- [WORK ITEM] Copy all the records exactly; the complete set is the expected result.

- [DATA EXTRACTS]
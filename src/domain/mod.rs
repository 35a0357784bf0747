//! Publication-specific transforms and tasks built on the resource layer.

pub mod affiliation;
pub mod handles;
pub mod resource;

pub use affiliation::{AffiliationMigration, AffiliationScope, AffiliationTask};
pub use handles::{HandleImportTask, HandleLocation, HandleReference, HandleTaskPlanner};
pub use resource::Resource;
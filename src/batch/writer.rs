//! Newline-delimited JSON output, one file per batch.

use std::path::{Path, PathBuf};

use async_trait::async_trait;
use regex::Regex;
use serde_json::Value;
use tokio::io::AsyncWriteExt;
use tracing::info;

use crate::batch::iterator::{Batch, BatchSink};
use crate::codec::export::tagged_to_json;
use crate::codec::attribute::Item;
use crate::constants::attributes::DECOMPRESSED_DATA;
use crate::error::{MigrationError, Result};

const BATCH_FILE_PATTERN: &str = r"^batch_(\d{5,})\.jsonl$";

/// Writes every batch as `batch_NNNNN.jsonl` under an output directory
///
/// Numbering continues after the highest batch file already present, and
/// files are opened with `create_new`, so output from an earlier run is never
/// truncated or overwritten.
#[derive(Debug)]
pub struct BatchFileWriter {
    dir: PathBuf,
    next_number: u64,
    files_written: Vec<PathBuf>,
}

impl BatchFileWriter {
    /// Prepare `dir` (creating it if needed) and find the next batch number
    pub async fn create(dir: impl AsRef<Path>) -> Result<Self> {
        let dir = dir.as_ref().to_path_buf();
        let io_err = |e: std::io::Error| MigrationError::io(dir.display().to_string(), e.to_string());

        tokio::fs::create_dir_all(&dir).await.map_err(io_err)?;

        let pattern = Regex::new(BATCH_FILE_PATTERN)
            .map_err(|e| MigrationError::configuration("batch_writer", e.to_string()))?;
        let mut highest = 0;
        let mut entries = tokio::fs::read_dir(&dir).await.map_err(io_err)?;
        while let Some(entry) = entries.next_entry().await.map_err(io_err)? {
            let name = entry.file_name();
            let Some(name) = name.to_str() else { continue };
            if let Some(number) = pattern
                .captures(name)
                .and_then(|c| c.get(1))
                .and_then(|m| m.as_str().parse::<u64>().ok())
            {
                highest = highest.max(number);
            }
        }

        if highest > 0 {
            info!(
                dir = %dir.display(),
                resume_after = highest,
                "📁 BATCH_WRITER: Existing batch files found, numbering continues after them"
            );
        }

        Ok(Self {
            dir,
            next_number: highest + 1,
            files_written: Vec::new(),
        })
    }

    pub fn dir(&self) -> &Path {
        &self.dir
    }

    pub fn next_file_name(&self) -> String {
        format!("batch_{:05}.jsonl", self.next_number)
    }

    pub fn files_written(&self) -> &[PathBuf] {
        &self.files_written
    }

    /// Write one batch: decoded items first, then undecodable ones as stored
    pub async fn write_batch(&mut self, batch: &Batch) -> Result<PathBuf> {
        let mut contents = String::new();
        for decoded in &batch.items {
            let line = export_line(&decoded.item, decoded.payload.as_ref())?;
            contents.push_str(&line);
            contents.push('\n');
        }
        for failure in &batch.failures {
            let line = export_line(&failure.item, None)?;
            contents.push_str(&line);
            contents.push('\n');
        }

        let path = self.dir.join(self.next_file_name());
        let io_err = |e: std::io::Error| MigrationError::io(path.display().to_string(), e.to_string());
        let mut file = tokio::fs::OpenOptions::new()
            .write(true)
            .create_new(true)
            .open(&path)
            .await
            .map_err(io_err)?;
        file.write_all(contents.as_bytes()).await.map_err(io_err)?;
        file.flush().await.map_err(io_err)?;

        info!(
            file = %path.display(),
            batch_index = batch.index,
            items = batch.len(),
            "💾 BATCH_WRITER: Wrote batch file"
        );
        self.next_number += 1;
        self.files_written.push(path.clone());
        Ok(path)
    }
}

fn export_line(item: &Item, payload: Option<&Value>) -> Result<String> {
    let mut object: serde_json::Map<String, Value> = item
        .iter()
        .map(|(k, v)| (k.clone(), tagged_to_json(v)))
        .collect();
    if let Some(payload) = payload {
        object.insert(DECOMPRESSED_DATA.to_string(), payload.clone());
    }
    Ok(serde_json::to_string(&Value::Object(object))?)
}

#[async_trait]
impl BatchSink for BatchFileWriter {
    async fn on_batch(&mut self, batch: Batch) -> Result<()> {
        self.write_batch(&batch).await.map(|_| ())
    }
}

#[cfg(test)]
mod tests {
    use super::*;
    use crate::batch::iterator::DecodedItem;
    use crate::codec::attribute::TaggedValue;
    use serde_json::json;

    fn batch(index: usize) -> Batch {
        let item = Item::from([("PK0".to_string(), TaggedValue::S("Resource:1".into()))]);
        Batch {
            index,
            items: vec![DecodedItem {
                key: item.clone(),
                key_label: "PK0=Resource:1".to_string(),
                item,
                payload: Some(json!({"title": "X"})),
            }],
            failures: vec![],
            consumed_capacity: 0.5,
        }
    }

    #[tokio::test]
    async fn test_writes_numbered_jsonl_files() {
        let dir = tempfile::tempdir().unwrap();
        let mut writer = BatchFileWriter::create(dir.path()).await.unwrap();
        assert_eq!(writer.next_file_name(), "batch_00001.jsonl");

        writer.on_batch(batch(0)).await.unwrap();
        writer.on_batch(batch(1)).await.unwrap();
        assert_eq!(writer.files_written().len(), 2);

        let contents = std::fs::read_to_string(dir.path().join("batch_00002.jsonl")).unwrap();
        let line: Value = serde_json::from_str(contents.trim()).unwrap();
        assert_eq!(line["PK0"], json!("Resource:1"));
        assert_eq!(line[DECOMPRESSED_DATA]["title"], json!("X"));
    }

    #[tokio::test]
    async fn test_numbering_resumes_after_existing_files() {
        let dir = tempfile::tempdir().unwrap();
        std::fs::write(dir.path().join("batch_00007.jsonl"), "{}\n").unwrap();
        std::fs::write(dir.path().join("notes.txt"), "").unwrap();

        let mut writer = BatchFileWriter::create(dir.path()).await.unwrap();
        assert_eq!(writer.next_file_name(), "batch_00008.jsonl");
        writer.on_batch(batch(0)).await.unwrap();

        let preserved = std::fs::read_to_string(dir.path().join("batch_00007.jsonl")).unwrap();
        assert_eq!(preserved, "{}\n");
    }
}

- [REPLY]
filename src/domain/mod.rs
repository 35a0357784bf0747
//! Publication-specific transforms and tasks built on the resource layer.

pub mod affiliation;
pub mod handles;
pub mod resource;

pub use affiliation::{AffiliationMigration, AffiliationScope, AffiliationTask};
pub use handles::{HandleImportTask, HandleLocation, HandleReference, HandleTaskPlanner};
pub use resource::Resource;
filename src/batch/writer.rs
//! Newline-delimited JSON output, one file per batch.

use std::path::{Path, PathBuf};

use async_trait::async_trait;
use regex::Regex;
use serde_json::Value;
use tokio::io::AsyncWriteExt;
use tracing::info;

use crate::batch::iterator::{Batch, BatchSink};
use crate::codec::export::tagged_to_json;
use crate::codec::attribute::Item;
use crate::constants::attributes::DECOMPRESSED_DATA;
use crate::error::{MigrationError, Result};

const BATCH_FILE_PATTERN: &str = r"^batch_(\d{5,})\.jsonl$";

/// Writes every batch as `batch_NNNNN.jsonl` under an output directory
///
/// Numbering continues after the highest batch file already present, and
/// files are opened with `create_new`, so output from an earlier run is never
/// truncated or overwritten.
#[derive(Debug)]
pub struct BatchFileWriter {
    dir: PathBuf,
    next_number: u64,
    files_written: Vec<PathBuf>,
}

impl BatchFileWriter {
    /// Prepare `dir` (creating it if needed) and find the next batch number
    pub async fn create(dir: impl AsRef<Path>) -> Result<Self> {
        let dir = dir.as_ref().to_path_buf();
        let io_err = |e: std::io::Error| MigrationError::io(dir.display().to_string(), e.to_string());

        tokio::fs::create_dir_all(&dir).await.map_err(io_err)?;

        let pattern = Regex::new(BATCH_FILE_PATTERN)
            .map_err(|e| MigrationError::configuration("batch_writer", e.to_string()))?;
        let mut highest = 0;
        let mut entries = tokio::fs::read_dir(&dir).await.map_err(io_err)?;
        while let Some(entry) = entries.next_entry().await.map_err(io_err)? {
            let name = entry.file_name();
            let Some(name) = name.to_str() else { continue };
            if let Some(number) = pattern
                .captures(name)
                .and_then(|c| c.get(1))
                .and_then(|m| m.as_str().parse::<u64>().ok())
            {
                highest = highest.max(number);
            }
        }

        if highest > 0 {
            info!(
                dir = %dir.display(),
                resume_after = highest,
                "📁 BATCH_WRITER: Existing batch files found, numbering continues after them"
            );
        }

        Ok(Self {
            dir,
            next_number: highest + 1,
            files_written: Vec::new(),
        })
    }

    pub fn dir(&self) -> &Path {
        &self.dir
    }

    pub fn next_file_name(&self) -> String {
        format!("batch_{:05}.jsonl", self.next_number)
    }

    pub fn files_written(&self) -> &[PathBuf] {
        &self.files_written
    }

    /// Write one batch: decoded items first, then undecodable ones as stored
    pub async fn write_batch(&mut self, batch: &Batch) -> Result<PathBuf> {
        let mut contents = String::new();
        for decoded in &batch.items {
            let line = export_line(&decoded.item, decoded.payload.as_ref())?;
            contents.push_str(&line);
            contents.push('\n');
        }
        for failure in &batch.failures {
            let line = export_line(&failure.item, None)?;
            contents.push_str(&line);
            contents.push('\n');
        }

        let path = self.dir.join(self.next_file_name());
        let io_err = |e: std::io::Error| MigrationError::io(path.display().to_string(), e.to_string());
        let mut file = tokio::fs::OpenOptions::new()
            .write(true)
            .create_new(true)
            .open(&path)
            .await
            .map_err(io_err)?;
        file.write_all(contents.as_bytes()).await.map_err(io_err)?;
        file.flush().await.map_err(io_err)?;

        info!(
            file = %path.display(),
            batch_index = batch.index,
            items = batch.len(),
            "💾 BATCH_WRITER: Wrote batch file"
        );
        self.next_number += 1;
        self.files_written.push(path.clone());
        Ok(path)
    }
}

fn export_line(item: &Item, payload: Option<&Value>) -> Result<String> {
    let mut object: serde_json::Map<String, Value> = item
        .iter()
        .map(|(k, v)| (k.clone(), tagged_to_json(v)))
        .collect();
    if let Some(payload) = payload {
        object.insert(DECOMPRESSED_DATA.to_string(), payload.clone());
    }
    Ok(serde_json::to_string(&Value::Object(object))?)
}

#[async_trait]
impl BatchSink for BatchFileWriter {
    async fn on_batch(&mut self, batch: Batch) -> Result<()> {
        self.write_batch(&batch).await.map(|_| ())
    }
}

#[cfg(test)]
mod tests {
    use super::*;
    use crate::batch::iterator::DecodedItem;
    use crate::codec::attribute::TaggedValue;
    use serde_json::json;

    fn batch(index: usize) -> Batch {
        let item = Item::from([("PK0".to_string(), TaggedValue::S("Resource:1".into()))]);
        Batch {
            index,
            items: vec![DecodedItem {
                key: item.clone(),
                key_label: "PK0=Resource:1".to_string(),
                item,
                payload: Some(json!({"title": "X"})),
            }],
            failures: vec![],
            consumed_capacity: 0.5,
        }
    }

    #[tokio::test]
    async fn test_writes_numbered_jsonl_files() {
        let dir = tempfile::tempdir().unwrap();
        let mut writer = BatchFileWriter::create(dir.path()).await.unwrap();
        assert_eq!(writer.next_file_name(), "batch_00001.jsonl");

        writer.on_batch(batch(0)).await.unwrap();
        writer.on_batch(batch(1)).await.unwrap();
        assert_eq!(writer.files_written().len(), 2);

        let contents = std::fs::read_to_string(dir.path().join("batch_00002.jsonl")).unwrap();
        let line: Value = serde_json::from_str(contents.trim()).unwrap();
        assert_eq!(line["PK0"], json!("Resource:1"));
        assert_eq!(line[DECOMPRESSED_DATA]["title"], json!("X"));
    }

    #[tokio::test]
    async fn test_numbering_resumes_after_existing_files() {
        let dir = tempfile::tempdir().unwrap();
        std::fs::write(dir.path().join("batch_00007.jsonl"), "{}\n").unwrap();
        std::fs::write(dir.path().join("notes.txt"), "").unwrap();

        let mut writer = BatchFileWriter::create(dir.path()).await.unwrap();
        assert_eq!(writer.next_file_name(), "batch_00008.jsonl");
        writer.on_batch(batch(0)).await.unwrap();

        let preserved = std::fs::read_to_string(dir.path().join("batch_00007.jsonl")).unwrap();
        assert_eq!(preserved, "{}\n");
    }
}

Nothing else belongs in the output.